Was reading an interesting article regarding Loop Alignment in .Net 6. This seemed like a fascinating optimization topic, and I thought of Burst right away! With the addition of new Burst hints like Likely/Unlikely, might it make sense for additional loop alignment hints? Is it possible that Burst/LLVM takes care of this already? I don’t think I’ve ever noticed NOP padding in generated assembly.
Could imagine syntax like this potentially
void Execute() {
//stuff
Burst.CompilerServices.Hint.AlignLoop();
for(int i=0; i<array.Length; i++) {
//loop
}
}
2 Likes
I read generated X86 a lot when working with Burst, also often containing small loops.
When reaching such a loop, I often see this:
.p2align 4, 0x90
.LBB0_10:
vpaddb ymm6, ymm6, ymmword ptr [rax + rdx]
vpaddb ymm5, ymm5, ymmword ptr [rax + rdx + 32]
vpaddb ymm4, ymm4, ymmword ptr [rax + rdx + 64]
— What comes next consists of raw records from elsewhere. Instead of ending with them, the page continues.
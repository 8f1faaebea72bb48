use std::{
    collections::HashMap,
    sync::{Arc, Mutex},
};

use axum::{
    Extension, Json,
    extract::{FromRef, Multipart, State, multipart::Field},
    http::StatusCode,
};
use rusqlite::Connection;
use serde::Serialize;
use time::Date;

use crate::{
    AppState, Error,
    category::{Taxonomy, get_taxonomy},
    import::csv::{ImportRow, parse_csv},
    rule::{Rule, choose_category, get_rules},
    transaction::{Transaction, create_transaction},
    user::UserId,
};

/// The state needed for importing transactions.
#[derive(Debug, Clone)]
pub struct ImportState {
    /// The database connection for managing transactions.
    pub db_connection: Arc<Mutex<Connection>>,
}

impl FromRef<AppState> for ImportState {
    fn from_ref(state: &AppState) -> Self {
        Self {
            db_connection: state.db_connection.clone(),
        }
    }
}

/// The response body for a finished import.
#[derive(Debug, Serialize)]
pub struct ImportSummary {
    /// A message for the user.
    pub detail: String,
    /// The number of new transactions.
    pub imported: usize,
    /// The number of rows that were already stored.
    pub skipped: usize,
}

/// Route handler for importing transactions from uploaded CSV files.
///
/// Every file is parsed before anything is written, so a bad file imports nothing.
pub async fn import_transactions_endpoint(
    State(state): State<ImportState>,
    Extension(user_id): Extension<UserId>,
    mut multipart: Multipart,
) -> Result<(StatusCode, Json<ImportSummary>), Error> {
    let start_time = std::time::Instant::now();
    let mut rows = Vec::new();

    while let Some(field) = multipart
        .next_field()
        .await
        .map_err(|error| Error::MultipartError(error.body_text()))?
    {
        let csv_data = parse_multipart_field(field).await?;
        rows.extend(
            parse_csv(&csv_data)
                .inspect_err(|error| tracing::debug!("Failed to parse CSV: {error}"))?,
        );
    }

    let connection = state.db_connection.lock().map_err(|error| {
        tracing::error!("could not acquire database lock: {error}");
        Error::DatabaseLockError
    })?;

    let taxonomy = get_taxonomy(&user_id, &connection)?;
    let rules = get_rules(&user_id, &connection)?;

    let tx = connection
        .unchecked_transaction()
        .inspect_err(|error| tracing::error!("could not start transaction: {error}"))?;
    let (imported, skipped) = import_rows(&user_id, rows, &taxonomy, &rules, &tx)?;
    tx.commit()
        .inspect_err(|error| tracing::error!("could not commit transaction: {error}"))?;

    tracing::info!(
        "Imported {} transactions and skipped {skipped} duplicates for user {user_id} in {}ms",
        imported.len(),
        start_time.elapsed().as_millis()
    );

    Ok((
        StatusCode::CREATED,
        Json(ImportSummary {
            detail: format!("Successfully imported {} transactions", imported.len()),
            imported: imported.len(),
            skipped,
        }),
    ))
}

async fn parse_multipart_field(field: Field<'_>) -> Result<String, Error> {
    let file_name = field.file_name().unwrap_or_default().to_owned();
    let is_csv = file_name.to_lowercase().ends_with(".csv")
        || field.content_type() == Some("text/csv");

    if !is_csv {
        tracing::debug!(
            "Rejected upload '{file_name}' with content type {:?}",
            field.content_type()
        );
        return Err(Error::UnsupportedFileFormat);
    }

    let data = field.text().await.map_err(|error| {
        tracing::error!("Could not read data from multipart form field: {error}");
        Error::MultipartError("Could not read data from multipart form field.".to_owned())
    })?;

    tracing::debug!("Received file '{}' that is {} bytes", file_name, data.len());

    Ok(data)
}

/// Identifies rows that describe the same transaction.
type DuplicateKey = (String, Date, u64, String);

/// Insert `rows` for the user, skipping rows that are already stored.
///
/// A file may legitimately contain identical rows, e.g. two coffees on the same
/// day, so a row only counts as a duplicate while the number of identical rows
/// seen so far does not exceed the number already stored.
///
/// Returns the inserted transactions and the number of skipped rows.
///
/// **Note**: If you want transactional integrity (all or nothing), pass in a
/// transaction for `connection`.
///
/// # Errors
/// Returns an [Error::SqlError] if there is an unexpected SQL error.
fn import_rows(
    user_id: &UserId,
    rows: Vec<ImportRow>,
    taxonomy: &Taxonomy,
    rules: &[Rule],
    connection: &Connection,
) -> Result<(Vec<Transaction>, usize), Error> {
    let mut count_statement = connection.prepare(
        "SELECT COUNT(*) FROM \"transaction\"
         WHERE user_id = ?1 AND description = ?2 AND date = ?3 AND amount = ?4
            AND category = ?5 AND is_deleted = 0",
    )?;

    let mut stored_counts: HashMap<DuplicateKey, usize> = HashMap::new();
    let mut seen_counts: HashMap<DuplicateKey, usize> = HashMap::new();
    let mut imported = Vec::new();
    let mut skipped = 0;

    for row in rows {
        let category = choose_category(row.category.as_deref(), &row.description, rules, taxonomy);
        let key = (
            row.description.clone(),
            row.date,
            row.amount.to_bits(),
            category.clone(),
        );

        let stored = match stored_counts.get(&key) {
            Some(&count) => count,
            None => {
                let count: i64 = count_statement.query_row(
                    (user_id.as_str(), &row.description, row.date, row.amount, &category),
                    |sql_row| sql_row.get(0),
                )?;
                let count = usize::try_from(count)
                    .map_err(|_| rusqlite::Error::IntegralValueOutOfRange(0, count))?;
                stored_counts.insert(key.clone(), count);
                count
            }
        };

        let seen = seen_counts.entry(key).or_default();
        *seen += 1;

        if *seen <= stored {
            tracing::debug!(
                "Skipping duplicate row \"{}\" on {} for {}",
                row.description,
                row.date,
                row.amount
            );
            skipped += 1;
            continue;
        }

        let builder = Transaction::build(row.amount, row.date, &row.description)
            .category(&category)
            .imported();
        imported.push(create_transaction(user_id, builder, connection)?);
    }

    Ok((imported, skipped))
}

#[cfg(test)]
mod tests {
    use axum::http::StatusCode;
    use axum_test::{
        TestServer,
        multipart::{MultipartForm, Part},
    };
    use serde_json::{Value, json};

    use crate::test_utils::get_test_server_with_user;

    const STATEMENT: &str = "Date,Description,Amount,Category\n\
        2024-01-05,Corner Store,-12.50,groceries\n\
        2024-01-06,ACME PAYROLL,2000,\n\
        2024-01-07,Starbucks,-4.50,\n\
        2024-01-07,Starbucks,-4.50,\n\
        2024-01-08,Mystery,-1.00,\n";

    fn csv_form(text: &str) -> MultipartForm {
        MultipartForm::new().add_part(
            "file",
            Part::text(text.to_owned())
                .file_name("statement.csv")
                .mime_type("text/csv"),
        )
    }

    async fn get_categories(server: &TestServer, token: &str) -> Vec<(String, String)> {
        server
            .get("/transactions")
            .authorization_bearer(token)
            .await
            .json::<Vec<Value>>()
            .into_iter()
            .map(|transaction| {
                (
                    transaction["description"].as_str().unwrap().to_owned(),
                    transaction["category"].as_str().unwrap().to_owned(),
                )
            })
            .collect()
    }

    #[tokio::test]
    async fn imports_csv_and_categorizes_rows() {
        let (server, token) = get_test_server_with_user("alice");

        let response = server
            .post("/transactions/import")
            .authorization_bearer(&token)
            .multipart(csv_form(STATEMENT))
            .await;

        response.assert_status(StatusCode::CREATED);
        let body = response.json::<Value>();
        assert_eq!(body["imported"], 5);
        assert_eq!(body["skipped"], 0);

        let categories = get_categories(&server, &token).await;
        assert!(categories.contains(&("Corner Store".to_owned(), "Groceries".to_owned())));
        assert!(categories.contains(&("ACME PAYROLL".to_owned(), "Salary".to_owned())));
        assert!(categories.contains(&("Starbucks".to_owned(), "Cafes".to_owned())));
        assert!(categories.contains(&("Mystery".to_owned(), "Uncategorized".to_owned())));
    }

    #[tokio::test]
    async fn reimport_skips_existing_rows() {
        let (server, token) = get_test_server_with_user("alice");
        server
            .post("/transactions/import")
            .authorization_bearer(&token)
            .multipart(csv_form(STATEMENT))
            .await
            .assert_status(StatusCode::CREATED);

        let response = server
            .post("/transactions/import")
            .authorization_bearer(&token)
            .multipart(csv_form(STATEMENT))
            .await;

        let body = response.json::<Value>();
        assert_eq!(body["imported"], 0);
        assert_eq!(body["skipped"], 5);
    }

    #[tokio::test]
    async fn extra_identical_rows_are_imported() {
        let (server, token) = get_test_server_with_user("alice");
        server
            .post("/transactions/import")
            .authorization_bearer(&token)
            .multipart(csv_form(
                "Date,Description,Amount\n2024-01-07,Starbucks,-4.50\n",
            ))
            .await
            .assert_status(StatusCode::CREATED);

        let response = server
            .post("/transactions/import")
            .authorization_bearer(&token)
            .multipart(csv_form(STATEMENT))
            .await;

        let body = response.json::<Value>();
        assert_eq!(body["imported"], 4);
        assert_eq!(body["skipped"], 1);
    }

    #[tokio::test]
    async fn accepts_multiple_files() {
        let (server, token) = get_test_server_with_user("alice");
        let form = MultipartForm::new()
            .add_part(
                "files",
                Part::text("Date,Description,Amount\n2024-01-01,Rent,-900\n")
                    .file_name("january.CSV"),
            )
            .add_part(
                "files",
                Part::text("Date,Description,Amount\n2024-02-01,Rent,-900\n")
                    .file_name("february.csv"),
            );

        let response = server
            .post("/transactions/import")
            .authorization_bearer(&token)
            .multipart(form)
            .await;

        assert_eq!(response.json::<Value>()["imported"], 2);
    }

    #[tokio::test]
    async fn rejects_spreadsheets() {
        let (server, token) = get_test_server_with_user("alice");
        let form = MultipartForm::new().add_part(
            "file",
            Part::bytes(vec![0x50, 0x4b, 0x03, 0x04])
                .file_name("statement.xlsx")
                .mime_type("application/vnd.openxmlformats-officedocument.spreadsheetml.sheet"),
        );

        let response = server
            .post("/transactions/import")
            .authorization_bearer(&token)
            .multipart(form)
            .await;

        response.assert_status(StatusCode::BAD_REQUEST);
        response.assert_json(&json!({
            "detail": "Unsupported file format. Please upload a CSV file."
        }));
    }

    #[tokio::test]
    async fn missing_columns_import_nothing() {
        let (server, token) = get_test_server_with_user("alice");

        let response = server
            .post("/transactions/import")
            .authorization_bearer(&token)
            .multipart(csv_form("Date,Memo\n2024-01-01,Coffee\n"))
            .await;

        response.assert_status(StatusCode::BAD_REQUEST);
        response.assert_json(&json!({
            "detail": "Missing required columns: description, amount"
        }));
        assert!(get_categories(&server, &token).await.is_empty());
    }

    #[tokio::test]
    async fn non_finite_amounts_are_rejected() {
        let (server, token) = get_test_server_with_user("alice");

        for amount in ["NaN", "inf", "-infinity"] {
            let text = format!("Date,Description,Amount\n2024-01-01,Coffee,{amount}\n");

            let response = server
                .post("/transactions/import")
                .authorization_bearer(&token)
                .multipart(csv_form(&text))
                .await;

            response.assert_status(StatusCode::BAD_REQUEST);
            let detail = response.json::<Value>()["detail"].as_str().unwrap().to_owned();
            assert!(detail.contains("line 2"), "got {detail:?} for {amount:?}");
        }

        assert!(get_categories(&server, &token).await.is_empty());
        server
            .get("/transactions/totals/2024/1")
            .authorization_bearer(&token)
            .await
            .assert_json(&json!({"income": 0.0, "expenses": 0.0}));
    }

    #[tokio::test]
    async fn dates_before_year_zero_are_rejected() {
        let (server, token) = get_test_server_with_user("alice");

        server
            .post("/transactions/import")
            .authorization_bearer(&token)
            .multipart(csv_form("Date,Description,Amount\n-0001-01-01,Coffee,-4\n"))
            .await
            .assert_status(StatusCode::BAD_REQUEST);

        server
            .get("/transactions/range")
            .authorization_bearer(&token)
            .await
            .assert_json(&json!([]));
    }

    #[tokio::test]
    async fn bad_file_rolls_back_whole_upload() {
        let (server, token) = get_test_server_with_user("alice");
        let form = csv_form(STATEMENT).add_part(
            "file",
            Part::text("Date,Description,Amount\nyesterday,Coffee,-4\n").file_name("bad.csv"),
        );

        server
            .post("/transactions/import")
            .authorization_bearer(&token)
            .multipart(form)
            .await
            .assert_status(StatusCode::BAD_REQUEST);

        assert!(get_categories(&server, &token).await.is_empty());
    }
}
vpaddb ymm3, ymm3, ymmword ptr [rax + rdx + 96]
sub rdx, -128
cmp edx, 32640
jne .LBB0_10
Your post interests me but I was not aware of such an optimization, although it makes a lot of sense looking back. Now I googled the .p2align and the first result at https://stackoverflow.com/questions/21546946/what-does-p2align-do-in-asm-code suggests that LLVM actually performs that optimization already. Hope it helps 
3 Likes
Ah very cool! I did not know about the .p2align
directive, sounds like this is indeed already working just as I had hoped. Thanks for the info!
That really was a great article though - so thanks for sharing! We’ve taken a note of it incase there is anything more we can do (like the hint you suggested) to make LLVM optimize the code even better.
4 Likes